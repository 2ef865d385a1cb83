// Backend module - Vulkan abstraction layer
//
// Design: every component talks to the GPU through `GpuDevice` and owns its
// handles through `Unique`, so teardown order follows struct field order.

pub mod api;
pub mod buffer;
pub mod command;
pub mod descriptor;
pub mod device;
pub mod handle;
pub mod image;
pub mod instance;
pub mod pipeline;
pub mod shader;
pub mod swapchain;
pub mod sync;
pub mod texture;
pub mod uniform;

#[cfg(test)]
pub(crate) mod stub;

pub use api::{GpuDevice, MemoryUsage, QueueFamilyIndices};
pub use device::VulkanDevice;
━━━━━━━━━━━━━━━━━━━━
[Your goal] Beginning at the line with "pub mod swapchain;" and ending at the last line of the entries, print every line exactly.

[Expected answer]
pub mod swapchain;
pub mod sync;
pub mod texture;
pub mod uniform;

#[cfg(test)]
pub(crate) mod stub;

pub use api::{GpuDevice, MemoryUsage, QueueFamilyIndices};
pub use device::VulkanDevice;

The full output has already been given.